A Collaborative Achievement of GE Healthcare, the University of California, and St. Luke’s University


The approval of this AI-powered pneumothorax diagnostic product marks a milestone in the collaboration between GE Healthcare and the University of California, San Francisco (UCSF). In late 2016, GE (before GE Healthcare became an independent entity) entered into a partnership with UCSF to jointly create a library of deep learning algorithms aimed at improving diagnostic workflows for users of GE’s imaging equipment and cloud platforms.


GE’s direct partner is the Center for Digital Health Innovation, affiliated with the University of California, San Francisco (UCSF). At the time, Dr. Michael Blum of UCSF stated that the key aspect of this collaboration lies in further integrating deep learning algorithms into the analysis of clinical data and medical imaging, thereby enabling clinicians to obtain accurate patient information in the shortest possible time.
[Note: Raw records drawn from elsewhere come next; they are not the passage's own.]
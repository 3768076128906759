use std::fmt::Display;

use chrono::NaiveTime;

use crate::error::{DecodeError, DecodeErrorKind};
use crate::telegram::{ExtendedNavigationData, ExternalData, NavigationData};

/// Telegram type, from the 2-byte marker at the start of a telegram.
#[derive(Debug, Default, Clone, Copy, PartialEq, Eq, Hash)]
#[cfg_attr(feature = "serde", derive(serde::Serialize, serde::Deserialize))]
pub enum MessageKind {
    /// `CM`, input to the device
    Input,
    /// `AN`, answer to a query
    OutputAnswer,
    /// `IX`, navigation output
    OutputNav,
    #[default]
    Unknown,
}

impl MessageKind {
    #[must_use]
    pub fn from_marker(marker: [u8; 2]) -> Self {
        match &marker {
            b"CM" => Self::Input,
            b"AN" => Self::OutputAnswer,
            b"IX" => Self::OutputNav,
            _ => Self::Unknown,
        }
    }
}

impl Display for MessageKind {
    fn fmt(&self, f: &mut std::fmt::Formatter<'_>) -> std::fmt::Result {
        let s = match self {
            Self::Input => "input(CM)",
            Self::OutputAnswer => "answer(AN)",
            Self::OutputNav => "navigation(IX)",
            Self::Unknown => "unknown",
        };
        write!(f, "{s}")
    }
}

/// Time of validity in units of 100 microseconds since the start of the local day.
#[derive(Debug, Default, Clone, Copy, PartialEq, Eq, PartialOrd, Ord, Hash)]
#[cfg_attr(feature = "serde", derive(serde::Serialize, serde::Deserialize))]
pub struct ValidityTime(pub u32);

impl ValidityTime {
    const TICKS_PER_SECOND: u32 = 10_000;

    #[must_use]
    pub fn hours(&self) -> u32 {
        self.0 / Self::TICKS_PER_SECOND / 3600
    }

    #[must_use]
    pub fn minutes(&self) -> u32 {
        self.0 / Self::TICKS_PER_SECOND / 60 - self.hours() * 60
    }

    /// Seconds within the minute, including the fractional part.
    #[must_use]
    pub fn seconds(&self) -> f64 {
        f64::from(self.0) / f64::from(Self::TICKS_PER_SECOND)
            - f64::from(self.hours() * 3600)
            - f64::from(self.minutes() * 60)
    }

    /// Time of day, or `None` if the value is beyond 24 hours.
    #[must_use]
    pub fn to_naive_time(&self) -> Option<NaiveTime> {
        let secs = self.0 / Self::TICKS_PER_SECOND;
        let nanos = (self.0 % Self::TICKS_PER_SECOND) * 100_000;
        NaiveTime::from_num_seconds_from_midnight_opt(secs, nanos)
    }
}

impl Display for ValidityTime {
    fn fmt(&self, f: &mut std::fmt::Formatter<'_>) -> std::fmt::Result {
        write!(
            f,
            "{:02}:{:02}:{:06.3}",
            self.hours(),
            self.minutes(),
            self.seconds()
        )
    }
}

/// A decoded navigation telegram.
///
/// A `Message` is produced for every decode attempt, valid or not. When invalid,
/// `errors` holds every problem found, and any fields decoded before the failure are
/// still populated so a suspect message can be inspected.
#[derive(Debug, Default, Clone, PartialEq)]
#[cfg_attr(feature = "serde", derive(serde::Serialize, serde::Deserialize))]
pub struct Message {
    pub kind: MessageKind,
    pub protocol_version: u8,
    pub nav_block_mask: u32,
    pub extended_nav_block_mask: u32,
    pub external_block_mask: u32,
    /// Declared navigation data size; only present in v5 headers.
    pub navigation_data_size: u16,
    /// Declared telegram size, including the checksum trailer.
    pub total_telegram_size: u16,
    pub validity_time: ValidityTime,
    pub counter: u32,
    pub claimed_checksum: u32,
    pub calculated_checksum: u32,
    pub valid: bool,
    pub errors: Vec<DecodeError>,
    /// Messages missing between the previous counter and this one.
    pub dropped_count: u32,
    /// The counter did not advance past the previous counter.
    pub counter_regressed: bool,
    pub nav: NavigationData,
    pub extended: ExtendedNavigationData,
    pub external: ExternalData,
}

impl Message {
    /// The first error found, if any.
    #[must_use]
    pub fn error(&self) -> Option<&DecodeError> {
        self.errors.first()
    }

    #[must_use]
    pub fn has_error(&self, kind: DecodeErrorKind) -> bool {
        self.errors.iter().any(|e| e.kind() == kind)
    }

    /// Bytes that were missing when the decode hit the end of the buffer.
    #[must_use]
    pub fn shortfall(&self) -> Option<usize> {
        self.errors.iter().find_map(DecodeError::shortfall)
    }

    #[must_use]
    pub fn has_position(&self) -> bool {
        self.nav.position.is_some()
    }
}

impl Display for Message {
    fn fmt(&self, f: &mut std::fmt::Formatter<'_>) -> std::fmt::Result {
        write!(
            f,
            "Message{{counter={}, time={}, v{}, valid={}",
            self.counter, self.validity_time, self.protocol_version, self.valid
        )?;
        if let Some(err) = self.error() {
            write!(f, ", error=\"{err}\"")?;
        }
        if self.dropped_count > 0 {
            write!(f, ", dropped={}", self.dropped_count)?;
        }
        write!(f, "}}")
    }
}

#[cfg(test)]
mod tests {
    use super::*;
    use test_case::test_case;

    #[test_case(*b"CM", MessageKind::Input; "input")]
    #[test_case(*b"AN", MessageKind::OutputAnswer; "answer")]
    #[test_case(*b"IX", MessageKind::OutputNav; "navigation")]
    #[test_case(*b"XI", MessageKind::Unknown; "reversed marker")]
    #[test_case([0, 0], MessageKind::Unknown; "zeros")]
    fn message_kind_from_marker(marker: [u8; 2], expected: MessageKind) {
        assert_eq!(MessageKind::from_marker(marker), expected);
    }

    #[test]
    fn validity_time_components() {
        // 13:45:12.345
        let t = ValidityTime(((13 * 3600 + 45 * 60 + 12) * 10_000) + 3_450);
        assert_eq!(t.hours(), 13);
        assert_eq!(t.minutes(), 45);
        assert!((t.seconds() - 12.345).abs() < 1e-9);
        assert_eq!(t.to_string(), "13:45:12.345");
    }

    #[test]
    fn validity_time_to_naive_time() {
        let t = ValidityTime((3600 + 2) * 10_000 + 5);
        let nt = t.to_naive_time().unwrap();
        assert_eq!(nt, NaiveTime::from_hms_micro_opt(1, 0, 2, 500).unwrap());

        assert!(ValidityTime(24 * 3600 * 10_000).to_naive_time().is_none());
    }

    #[test]
    fn validity_time_display_pads() {
        assert_eq!(ValidityTime(0).to_string(), "00:00:00.000");
        assert_eq!(ValidityTime(15_000).to_string(), "00:00:01.500");
    }
}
Moreover, in press releases at the time, GE researchers cited pneumothorax as a representative example when introducing their AI technology.


Dr. Rachael Callcut, Associate Professor of Surgery at the University of California, San Francisco (UCSF), is a surgeon in the UCSF Department of Health and Director of Data Science at the Center for Digital Health Innovation. She collaborated with GE to develop the Critical Care Suite. “The time spent processing and interpreting images when patients undergo X-ray examinations can affect final outcomes. AI provides us with opportunities to accelerate diagnosis and transform patient care, ultimately saving lives and improving prognoses,” said Dr. Rachael Callcut.


In GE Healthcare’s press release, in addition to UCSF, several partner institutions were mentioned: St. Luke’s University, Humber River Hospital, and Mahajan Imaging from India.


St. Luke’s University has long awaited the announcement of these results. In an interview three months ago, they mentioned that over the past year, Dr. Karl Yaeger, a radiologist at St. Luke’s University Health Network (SLUHN), and his colleagues collaborated with an international research team from GE Healthcare to develop the industry’s first X-ray system with embedded AI algorithms. This technology is designed to alert clinical teams to signs of pneumothorax.


During the development of this artificial intelligence product, Dr. Yaeger and his team at SLUHN reviewed hundreds of chest X-rays depicting pneumothoraces of varying sizes and severities. They then employed deep learning software algorithms to process these images and assess their accuracy.


“The purpose of this artificial intelligence product is to improve the detection rate and accuracy of these potentially lethal indicators during the diagnostic process, enabling patients to receive early treatment,” said Dr. Yaeger. “Ultimately, this study aims to focus on improving patient care and saving lives.”